Los osos de Svalbard
El autor, a bordo del 'Fram', llega al archipélago habitado más septentrional, donde le alertan del cambio climático
Por la ventanilla del avión lo que veía era un paisaje lunar cubierto de manchas de nieve bañadas de un sol mortecino y apagado. Eran cerca de las doce de la noche. Después de recoger el equipaje en el minúsculo aeropuerto de Longyearbyen, salí al exterior. Hacía frío incluso si lo comparaba con la gélida tarde de Oslo. Rondaríamos los cinco grados. Lo primero que me topé fue un cartel con las distancias enormes que había de allí a cualquier punto del planeta y una señal de prevención respecto a los osos polares. En el archipiélago se cuentan por miles y no son tan raras sus incursiones donde habitan humanos. Un vecino armado me alertó al respecto. Un taxi me llevó a Longyearbyen y descansé a pierna suelta. Al llegar al hotel me aconsejaron descalzarme -"según la costumbre local"- y dejar las botas en la entrada. "Mañana seguirán ahí". Y así fue. La criminalidad es inexistente por completo en unas islas de las que hay referencias en las sagas escandinavas del medievo pero que, para la historia, fueron descubiertas por los holandeses en 1596, en su búsqueda de una ruta alternativa hacia las Indias Orientales. Durante siglos cayeron en el olvido salvo para balleneros ingleses, vascos y noruegos. Visité por la mañana, mientras arribaba el barco MS Fram, Hurtigruten, el pequeño museo del Polo Norte, donde me ilustré acerca de las hazañas de los conquistadores del hielo, de las carreras y mentiras de Cook y Peary, de las fantasmadas del italiano Nobile y su dirigible, y de la muerte heroica y abnegada de Amundsen en su misión suicida para el rescate del transalpino. Me dirigí más tarde al de historia natural de las Svalbard y, un poco a la carrera, el Fram ya nos esperaba, a la compra de aspirinas y un antifaz para poder dormir. Estaba deseando comenzar una singladura única que a buen seguro nunca iba a repetir.

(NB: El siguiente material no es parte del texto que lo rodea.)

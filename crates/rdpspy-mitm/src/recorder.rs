//! The session recorder: frames every intercepted event as a typed,
//! timestamped player message and broadcasts it to the configured sinks.

use std::io::{self, BufWriter, Write as _};
use std::time::{SystemTime, UNIX_EPOCH};

use rdpspy_pdu::cursor::{ReadCursor, WriteCursor};
use rdpspy_pdu::{ensure_size, unsupported_value_err, PduDecode, PduEncode, PduResult};

/// The player message types. These values are part of the on-disk recording
/// format and must stay stable across versions.
#[derive(Debug, Clone, Copy, PartialEq, Eq, Hash)]
#[repr(u8)]
pub enum PlayerMessageType {
    ConnectionClose = 0,
    ClientInfo = 1,
    SlowPathPdu = 2,
    FastPathInput = 3,
    FastPathOutput = 4,
    ClipboardData = 5,
    ClientData = 6,
}

impl PlayerMessageType {
    pub fn as_u8(self) -> u8 {
        self as u8
    }

    pub fn from_u8(value: u8) -> Option<Self> {
        match value {
            0 => Some(Self::ConnectionClose),
            1 => Some(Self::ClientInfo),
            2 => Some(Self::SlowPathPdu),
            3 => Some(Self::FastPathInput),
            4 => Some(Self::FastPathOutput),
            5 => Some(Self::ClipboardData),
            6 => Some(Self::ClientData),
            _ => None,
        }
    }
}

/// One frame of the recording stream:
/// `messageType: u8 ‖ timestamp_ms: u64-LE ‖ payload`.
///
/// There is no length prefix; the stream reader derives each frame's extent
/// from the transport (file chunking or the socket framing of the live
/// player).
#[derive(Debug, Clone, PartialEq, Eq)]
pub struct PlayerMessagePdu {
    pub message_type: PlayerMessageType,
    pub timestamp: u64,
    pub payload: Vec<u8>,
}

impl PlayerMessagePdu {
    const NAME: &'static str = "PlayerMessagePdu";

    const FIXED_PART_SIZE: usize = 1 /* type */ + 8 /* timestamp */;
}

impl PduEncode for PlayerMessagePdu {
    fn encode(&self, dst: &mut WriteCursor<'_>) -> PduResult<()> {
        ensure_size!(ctx: Self::NAME, in: dst, size: self.size());

        dst.write_u8(self.message_type.as_u8());
        dst.write_u64(self.timestamp);
        dst.write_slice(&self.payload);

        Ok(())
    }

    fn name(&self) -> &'static str {
        Self::NAME
    }

    fn size(&self) -> usize {
        Self::FIXED_PART_SIZE + self.payload.len()
    }
}

impl<'de> PduDecode<'de> for PlayerMessagePdu {
    fn decode(src: &mut ReadCursor<'de>) -> PduResult<Self> {
        ensure_size!(ctx: Self::NAME, in: src, size: Self::FIXED_PART_SIZE);

        let raw_type = src.read_u8();
        let message_type = PlayerMessageType::from_u8(raw_type)
            .ok_or_else(|| unsupported_value_err!(Self::NAME, "messageType", raw_type.to_string()))?;
        let timestamp = src.read_u64();
        let payload = src.read_remaining().to_vec();

        Ok(Self {
            message_type,
            timestamp,
            payload,
        })
    }
}

/// Dispatches player messages to one hook per message type.
///
/// The default hooks fail with `NotImplemented`; implementors override the
/// messages they handle. An unknown message type is a recoverable error: the
/// caller reports it once and drops the message.
pub trait PlayerMessageVisitor {
    fn on_connection_close(&mut self, _pdu: &PlayerMessagePdu) -> Result<(), VisitError> {
        Err(VisitError::NotImplemented)
    }

    fn on_client_info(&mut self, _pdu: &PlayerMessagePdu) -> Result<(), VisitError> {
        Err(VisitError::NotImplemented)
    }

    fn on_slow_path_pdu(&mut self, _pdu: &PlayerMessagePdu) -> Result<(), VisitError> {
        Err(VisitError::NotImplemented)
    }

    fn on_input(&mut self, _pdu: &PlayerMessagePdu) -> Result<(), VisitError> {
        Err(VisitError::NotImplemented)
    }

    fn on_output(&mut self, _pdu: &PlayerMessagePdu) -> Result<(), VisitError> {
        Err(VisitError::NotImplemented)
    }

    fn on_clipboard_data(&mut self, _pdu: &PlayerMessagePdu) -> Result<(), VisitError> {
        Err(VisitError::NotImplemented)
    }

    fn on_client_data(&mut self, _pdu: &PlayerMessagePdu) -> Result<(), VisitError> {
        Err(VisitError::NotImplemented)
    }

    /// Routes a message to the hook mapped to its type.
    fn visit(&mut self, pdu: &PlayerMessagePdu) -> Result<(), VisitError> {
        match pdu.message_type {
            PlayerMessageType::ConnectionClose => self.on_connection_close(pdu),
            PlayerMessageType::ClientInfo => self.on_client_info(pdu),
            PlayerMessageType::SlowPathPdu => self.on_slow_path_pdu(pdu),
            PlayerMessageType::FastPathInput => self.on_input(pdu),
            PlayerMessageType::FastPathOutput => self.on_output(pdu),
            PlayerMessageType::ClipboardData => self.on_clipboard_data(pdu),
            PlayerMessageType::ClientData => self.on_client_data(pdu),
        }
    }
}

#[derive(Debug, PartialEq, Eq)]
pub enum VisitError {
    NotImplemented,
}

impl core::fmt::Display for VisitError {
    fn fmt(&self, f: &mut core::fmt::Formatter<'_>) -> core::fmt::Result {
        match self {
            Self::NotImplemented => f.write_str("hook not implemented"),
        }
    }
}

impl std::error::Error for VisitError {}

/// A destination for recording frames.
pub trait RecordingSink: Send {
    fn sink_name(&self) -> &str;

    fn write_frame(&mut self, frame: &[u8]) -> io::Result<()>;
}

/// Appends frames to a file as a plain concatenation; the replayer re-splits
/// the stream with the per-type payload parsers.
pub struct FileSink {
    name: String,
    writer: BufWriter<std::fs::File>,
}

impl FileSink {
    pub fn create(path: &std::path::Path) -> io::Result<Self> {
        let file = std::fs::File::create(path)?;

        Ok(Self {
            name: path.display().to_string(),
            writer: BufWriter::new(file),
        })
    }
}

impl RecordingSink for FileSink {
    fn sink_name(&self) -> &str {
        &self.name
    }

    fn write_frame(&mut self, frame: &[u8]) -> io::Result<()> {
        self.writer.write_all(frame)?;
        self.writer.flush()
    }
}

/// Broadcasts recorded events to all sinks; a failing sink is closed and
/// dropped without affecting the others or the session.
pub struct Recorder {
    sinks: Vec<Box<dyn RecordingSink>>,
}

impl Recorder {
    pub fn new(sinks: Vec<Box<dyn RecordingSink>>) -> Self {
        Self { sinks }
    }

    pub fn sink_count(&self) -> usize {
        self.sinks.len()
    }

    /// Frames and broadcasts one event.
    pub fn record(&mut self, message_type: PlayerMessageType, payload: &[u8]) {
        let pdu = PlayerMessagePdu {
            message_type,
            timestamp: current_timestamp_ms(),
            payload: payload.to_vec(),
        };

        let frame = match rdpspy_pdu::encode_vec(&pdu) {
            Ok(frame) => frame,
            Err(e) => {
                warn!(error = %e, "failed to encode a player message, event dropped");
                return;
            }
        };

        self.sinks.retain_mut(|sink| match sink.write_frame(&frame) {
            Ok(()) => true,
            Err(e) => {
                warn!(sink = sink.sink_name(), error = %e, "recording sink failed, closing it");
                false
            }
        });
    }
}

fn current_timestamp_ms() -> u64 {
    SystemTime::now()
        .duration_since(UNIX_EPOCH)
        .map(|elapsed| elapsed.as_millis() as u64)
        .unwrap_or(0)
}

#[cfg(test)]
mod tests {
    use super::*;
    use std::sync::{Arc, Mutex};

    #[derive(Clone, Default)]
    pub(crate) struct SharedVecSink {
        pub frames: Arc<Mutex<Vec<Vec<u8>>>>,
        pub fail: Arc<Mutex<bool>>,
    }

    impl RecordingSink for SharedVecSink {
        fn sink_name(&self) -> &str {
            "test"
        }

        fn write_frame(&mut self, frame: &[u8]) -> io::Result<()> {
            if *self.fail.lock().unwrap() {
                return Err(io::Error::other("sink failure"));
            }

            self.frames.lock().unwrap().push(frame.to_vec());
            Ok(())
        }
    }

    #[test]
    fn frames_parse_back_to_the_recorded_sequence() {
        let sink = SharedVecSink::default();
        let mut recorder = Recorder::new(vec![Box::new(sink.clone())]);

        recorder.record(PlayerMessageType::ClientData, b"client data");
        recorder.record(PlayerMessageType::SlowPathPdu, b"pdu");
        recorder.record(PlayerMessageType::ConnectionClose, b"");

        let frames = sink.frames.lock().unwrap();
        assert_eq!(frames.len(), 3);

        let mut last_timestamp = 0;
        let expected = [
            (PlayerMessageType::ClientData, b"client data".as_slice()),
            (PlayerMessageType::SlowPathPdu, b"pdu".as_slice()),
            (PlayerMessageType::ConnectionClose, b"".as_slice()),
        ];

        for (frame, (expected_type, expected_payload)) in frames.iter().zip(expected) {
            let pdu: PlayerMessagePdu = rdpspy_pdu::decode(frame).unwrap();
            assert_eq!(pdu.message_type, expected_type);
            assert_eq!(pdu.payload, expected_payload);
            assert!(pdu.timestamp >= last_timestamp);
            last_timestamp = pdu.timestamp;
        }
    }

    #[test]
    fn failing_sink_is_dropped_but_others_continue() {
        let healthy = SharedVecSink::default();
        let failing = SharedVecSink::default();
        *failing.fail.lock().unwrap() = true;

        let mut recorder = Recorder::new(vec![Box::new(failing), Box::new(healthy.clone())]);
        assert_eq!(recorder.sink_count(), 2);

        recorder.record(PlayerMessageType::ClientInfo, b"secret");

        assert_eq!(recorder.sink_count(), 1);
        assert_eq!(healthy.frames.lock().unwrap().len(), 1);

        recorder.record(PlayerMessageType::ConnectionClose, b"");
        assert_eq!(healthy.frames.lock().unwrap().len(), 2);
    }

    struct CloseCounter {
        closes: usize,
    }

    impl PlayerMessageVisitor for CloseCounter {
        fn on_connection_close(&mut self, _pdu: &PlayerMessagePdu) -> Result<(), VisitError> {
            self.closes += 1;
            Ok(())
        }
    }

    #[test]
    fn visitor_routes_to_the_mapped_hook_only() {
        let mut visitor = CloseCounter { closes: 0 };

        let close = PlayerMessagePdu {
            message_type: PlayerMessageType::ConnectionClose,
            timestamp: 1,
            payload: Vec::new(),
        };
        let info = PlayerMessagePdu {
            message_type: PlayerMessageType::ClientInfo,
            timestamp: 2,
            payload: Vec::new(),
        };

        assert_eq!(visitor.visit(&close), Ok(()));
        assert_eq!(visitor.visit(&info), Err(VisitError::NotImplemented));
        assert_eq!(visitor.closes, 1);
    }

    #[test]
    fn unknown_message_type_fails_to_decode() {
        let mut frame = vec![0x2Au8]; // not a known message type
        frame.extend_from_slice(&0u64.to_le_bytes());

        assert!(rdpspy_pdu::decode::<PlayerMessagePdu>(&frame).is_err());
    }
}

El camarote que me asignaron era inmejorable. Una cama ancha, una ventana al exterior, una cafetera y algunos libros en inglés. Estaríamos casi dos semanas alejados de todo: no tendríamos conexión a internet, no habría radio, ni televisión ni móvil. Y la primera parada que haríamos sería en el fantasmal asentamiento ruso de Barentsburg donde sobrevive un puñado de desheredados de la Unión Soviética dejados de la mano de Dios. El curioso Tratado de las Svalbard, de 1920, permite a los países signatarios -España entre ellos- explotar los recursos naturales de las islas en igualdad de condiciones de Noruega, país soberano, y a los naturales de esas naciones a vivir en el archipiélago. Así que ya saben. Los soviéticos explotaron el carbón en Barentsburg hasta que, tras la descomposición del Imperio rojo, el asentamiento se fue abandonando. Hoy parece, con sus monumentos y estatuas, un fósil de aquellos días de gloria. Un grupo de niños -no me quería imaginar lo que sería pasar el invierno en aquel poblado- nos acompañó al muelle de regreso, nos pidió chicles y golosinas y nos despidió durante un rato desde allí hasta que les perdimos de vista. Una sopa caliente y un plato de arenque ahumado nos esperaban en el comedor.
Al día siguiente, después de pasar la noche navegando entre montañas heladas, llegamos al muelle del poblado de Ny Alesund, el más septentrional del orbe, habitado por un puñado de científicos y biólogos dedicados a la investigación del calentamiento global y al estudio de la fauna cercana. Era curioso observar cómo muchos de ellos caminaban por las pocas calles de la aldea con rifles en la espalda. "Los osos son impredecibles: nunca se sabe", nos comentó uno de ellos, de origen chileno. Continuó charlando de manera informal acerca del incuestionable calentamiento global que hacía que cada año los glaciares retrocedieran varios metros y los osos tuvieran que nadar más y más kilómetros para encontrar los hielos de la banquisa ártica. "Nos enfrentamos a un tsunami a cámara lenta", me dijo; "es más que probable que sea ya imposible detener el que se derritan todos esos glaciares que veréis a partir de mañana en un plazo de veinte años". Eso me ayudó a sentirme todavía más privilegiado. Porque buscaríamos en las jornadas siguientes el límite del mar helado, de la banquisa polar.